Pagi itu mataku hampir berair karena aku tahu aku saat itu benar-benar terlambat. Mama masih menyuapiku, tepatnya memaksaku untuk mengunyah isi piring sarapanku. Mulutku masih meraung-raung sambil mengenakan kaos kaki dan sepatu.

 

“Nggak telat kok, bilang ke gurumu, mama yang suruh sarapan dulu”

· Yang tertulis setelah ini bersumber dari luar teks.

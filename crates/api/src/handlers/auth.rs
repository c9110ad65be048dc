//! Handlers for the `/auth` resource: the identity provider.
//!
//! Sign-up, sign-in, token refresh, sign-out and the current-user lookup
//! that backs client session restore.

use axum::extract::State;
use axum::http::StatusCode;
use axum::Json;
use chrono::Utc;
use gravekeeper_core::error::CoreError;
use gravekeeper_core::graveyard::MAX_GRAVEYARD_NAME_CHARS;
use gravekeeper_core::memorial::{normalize_optional_text, validate_max};
use gravekeeper_db::models::profile::Profile;
use gravekeeper_db::models::session::CreateSession;
use gravekeeper_db::models::user::{CreateUser, UserIdentity};
use gravekeeper_db::repositories::{AccountRepo, ProfileRepo, SessionRepo, UserRepo};
use serde::{Deserialize, Serialize};
use validator::Validate;

use crate::auth::jwt::{generate_access_token, generate_refresh_token, hash_refresh_token};
use crate::auth::password::{
    hash_password, validate_password_strength, verify_password, MIN_PASSWORD_LENGTH,
};
use crate::error::{is_unique_violation, AppError, AppResult};
use crate::middleware::auth::AuthUser;
use crate::state::AppState;

/// Shown when signing up with an email that already has an account.
pub const DUPLICATE_EMAIL_MESSAGE: &str =
    "This email is already registered. Please sign in instead.";

/// Deliberately the same for unknown emails and wrong passwords.
pub const INVALID_CREDENTIALS_MESSAGE: &str = "Invalid email or password";

// ---------------------------------------------------------------------------
// Request / response types
// ---------------------------------------------------------------------------

/// Request body for `POST /auth/signup`.
#[derive(Debug, Deserialize, Validate)]
pub struct SignUpRequest {
    #[validate(email(message = "Please enter a valid email address"))]
    pub email: String,
    pub password: String,
    /// Seeds the profile's graveyard name.
    pub graveyard_name: Option<String>,
}

/// Request body for `POST /auth/login`.
#[derive(Debug, Deserialize)]
pub struct LoginRequest {
    pub email: String,
    pub password: String,
}

/// Request body for `POST /auth/refresh`.
#[derive(Debug, Deserialize)]
pub struct RefreshRequest {
    pub refresh_token: String,
}

/// Successful authentication response returned by sign-up, login and refresh.
#[derive(Debug, Serialize)]
pub struct AuthResponse {
    pub access_token: String,
    pub refresh_token: String,
    /// Access token lifetime in seconds.
    pub expires_in: i64,
    pub user: UserIdentity,
}

/// Response for `GET /auth/me`.
#[derive(Debug, Serialize)]
pub struct CurrentUser {
    pub user: UserIdentity,
    pub profile: Option<Profile>,
}

// ---------------------------------------------------------------------------
// Handlers
// ---------------------------------------------------------------------------

/// POST /api/v1/auth/signup
///
/// Register an identity and its profile. Returns 201 with tokens.
pub async fn signup(
    State(state): State<AppState>,
    Json(mut input): Json<SignUpRequest>,
) -> AppResult<(StatusCode, Json<AuthResponse>)> {
    input.email = normalize_email(&input.email);
    input.validate()?;
    validate_password_strength(&input.password, MIN_PASSWORD_LENGTH)
        .map_err(|msg| AppError::Core(CoreError::Validation(msg)))?;

    let graveyard_name = normalize_optional_text(input.graveyard_name.take())
        .map(|name| name.trim().to_string());
    if let Some(name) = &graveyard_name {
        validate_max("Graveyard name", name, MAX_GRAVEYARD_NAME_CHARS)?;
    }

    if UserRepo::find_by_email(&state.pool, &input.email).await?.is_some() {
        return Err(AppError::Core(CoreError::Conflict(
            DUPLICATE_EMAIL_MESSAGE.into(),
        )));
    }

    let password_hash = hash_password(&input.password)
        .map_err(|e| AppError::InternalError(format!("Password hashing error: {e}")))?;
    let create = CreateUser {
        email: input.email,
        password_hash,
    };

    // A concurrent sign-up with the same email loses on the unique constraint.
    let registered =
        AccountRepo::register(&state.pool, &create, graveyard_name.as_deref()).await;
    let (user, _profile) = match registered {
        Ok(created) => created,
        Err(e) if is_unique_violation(&e, "uq_users_email") => {
            return Err(AppError::Core(CoreError::Conflict(
                DUPLICATE_EMAIL_MESSAGE.into(),
            )));
        }
        Err(e) => return Err(e.into()),
    };

    tracing::info!(user_id = user.id, "User signed up");

    let response = create_auth_response(&state, UserIdentity::from(&user)).await?;
    Ok((StatusCode::CREATED, Json(response)))
}

/// POST /api/v1/auth/login
///
/// Authenticate with email + password. Returns access and refresh tokens.
pub async fn login(
    State(state): State<AppState>,
    Json(input): Json<LoginRequest>,
) -> AppResult<Json<AuthResponse>> {
    let invalid = || AppError::Core(CoreError::Unauthorized(INVALID_CREDENTIALS_MESSAGE.into()));

    let user = UserRepo::find_by_email(&state.pool, &normalize_email(&input.email))
        .await?
        .ok_or_else(invalid)?;

    let password_valid = verify_password(&input.password, &user.password_hash)
        .map_err(|e| AppError::InternalError(format!("Password verification error: {e}")))?;
    if !password_valid {
        tracing::debug!(user_id = user.id, "Rejected sign-in");
        return Err(invalid());
    }

    let response = create_auth_response(&state, UserIdentity::from(&user)).await?;
    Ok(Json(response))
}

/// POST /api/v1/auth/refresh
///
/// Trade a refresh token for a new pair. Each refresh token works once.
pub async fn refresh(
    State(state): State<AppState>,
    Json(input): Json<RefreshRequest>,
) -> AppResult<Json<AuthResponse>> {
    let token_hash = hash_refresh_token(&input.refresh_token);

    let session = SessionRepo::consume(&state.pool, &token_hash)
        .await?
        .ok_or_else(|| {
            AppError::Core(CoreError::Unauthorized(
                "Invalid or expired refresh token".into(),
            ))
        })?;

    let user = UserRepo::find_by_id(&state.pool, session.user_id)
        .await?
        .ok_or_else(|| AppError::Core(CoreError::Unauthorized("User no longer exists".into())))?;

    let response = create_auth_response(&state, UserIdentity::from(&user)).await?;
    Ok(Json(response))
}

/// POST /api/v1/auth/logout
///
/// Revoke all sessions for the authenticated user. Returns 204 No Content.
pub async fn logout(State(state): State<AppState>, auth_user: AuthUser) -> AppResult<StatusCode> {
    let revoked = SessionRepo::revoke_all_for_user(&state.pool, auth_user.user_id).await?;
    tracing::info!(user_id = auth_user.user_id, revoked, "User signed out");
    Ok(StatusCode::NO_CONTENT)
}

/// GET /api/v1/auth/me
///
/// The current identity and its profile (if one exists yet).
pub async fn me(State(state): State<AppState>, auth_user: AuthUser) -> AppResult<Json<CurrentUser>> {
    let user = UserRepo::find_by_id(&state.pool, auth_user.user_id)
        .await?
        .ok_or_else(|| AppError::Core(CoreError::Unauthorized("User no longer exists".into())))?;
    let profile = ProfileRepo::find_by_id(&state.pool, user.id).await?;

    Ok(Json(CurrentUser {
        user: UserIdentity::from(&user),
        profile,
    }))
}

// ---------------------------------------------------------------------------
// Helpers
// ---------------------------------------------------------------------------

/// Emails are compared case-insensitively by storing them lowercased.
fn normalize_email(email: &str) -> String {
    email.trim().to_lowercase()
}

/// Generate access + refresh tokens, persist a session row, and build the response.
async fn create_auth_response(state: &AppState, user: UserIdentity) -> AppResult<AuthResponse> {
    let access_token = generate_access_token(user.id, &user.email, &state.config.jwt)
        .map_err(|e| AppError::InternalError(format!("Token generation error: {e}")))?;

    let (refresh_plaintext, refresh_hash) = generate_refresh_token();
    let expires_at =
        Utc::now() + chrono::Duration::days(state.config.jwt.refresh_token_expiry_days);

    SessionRepo::create(
        &state.pool,
        &CreateSession {
            user_id: user.id,
            refresh_token_hash: refresh_hash,
            expires_at,
        },
    )
    .await?;

    Ok(AuthResponse {
        access_token,
        refresh_token: refresh_plaintext,
        expires_in: state.config.jwt.access_token_expiry_mins * 60,
        user,
    })
}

Mama membela diri dengan sesuatu yang sudah pasti tidak mungkin aku lakukan. Aku geram. Bahkan pagi inipun aku terlambat bangun karena mama terlambat membangunkanku. Pagi itu seorang anak kelas 4 SD melewatkan menit-menit keterlambatannya dengan mengunyah sarapannya di teras depan rumah.

 

“Sudah!” aku segera meraih sepeda dan melarikannya secepat kilat menuju sekolah. Aku bahkan tidak peduli dengan sosok wanita yang masih memegangi piring yang masih tersisa setengah, berdiri melambaikan tangan.

 

Seperti yang aku takutkan. Pagi itu aku berada di barisan istimewa. Yaitu barisan anak-anak yang terlambat. Berdiri di dekat pagar sekolah. Ada sekitar 7 anak, dan aku salah satunya. Sampai upacara selesai, kami masih berdiri di tempat itu. Sebelum upacara dibubarkan, seorang guru entah bagaimana tiba-tiba meraih mic dan berucap bahwa kami adalah salah satu contoh anak tidak disiplin yang mendapat hukuman jika terlambat upacara. Semua anak berbalik badan. Ratusan mata melihat kami, melihat wajahku. Anak-anak mulai membubarkan diri dan mengambil sampah di sekeliling sekolah sebagai suatu rutinitas pagi. Beberapa orang yang mengenalku memandangku dan kemudian mulai berbisik-bisik. Aku cuma terdiam dan menunduk. Aku ingin sekali menaangis, tapi aku tidak mungkin menangis.

 

Lima belas menit setelah itu, seorang guru mulai menanyakan alasan keterlambatan kami masing-masing. Aku menjawab dengan jawaban klasik, aku bangun kesiangan. Aku tidak mungkin berkata ini semua karena masalah sarapan. Kami  dihukum membersihkan teras di depan ruang kepala sekolah selama 15 menit, tetapi itu terasa seperti satu jam. Semua kelas bahkan bisa melihat kami sedang menyapu di sana. Ini memalukan.

 

Aku memasuki kelasku dengan wajah paling buruk sedunia, bajuku kusut karena mama tidak sempat menyetrikanya pagi itu. Keringat membasahi sebagian lengan dan dahiku. Aku benar-benar terlihat menyedihkan pagi itu, dan seluruh isi kelas seperti sedang mengasihaniku sekaligus menertawakanku.

 

Entah aku lupa karena apa, sekolah hari itu berakhir lebih awal. Kami dipulangkan sekitar pukul 10. Aku kembali ke rumah dengan peluh yang masih belum kering. Aku sengaja mempercepat laju sepedaku, dan berusaha secepat mungkin pergi dari tempat paling tidak nyaman bernama sekolah.

 

“Prim, pulang pagi? Gimana tadi di sekolah? Gak terlambat kan?”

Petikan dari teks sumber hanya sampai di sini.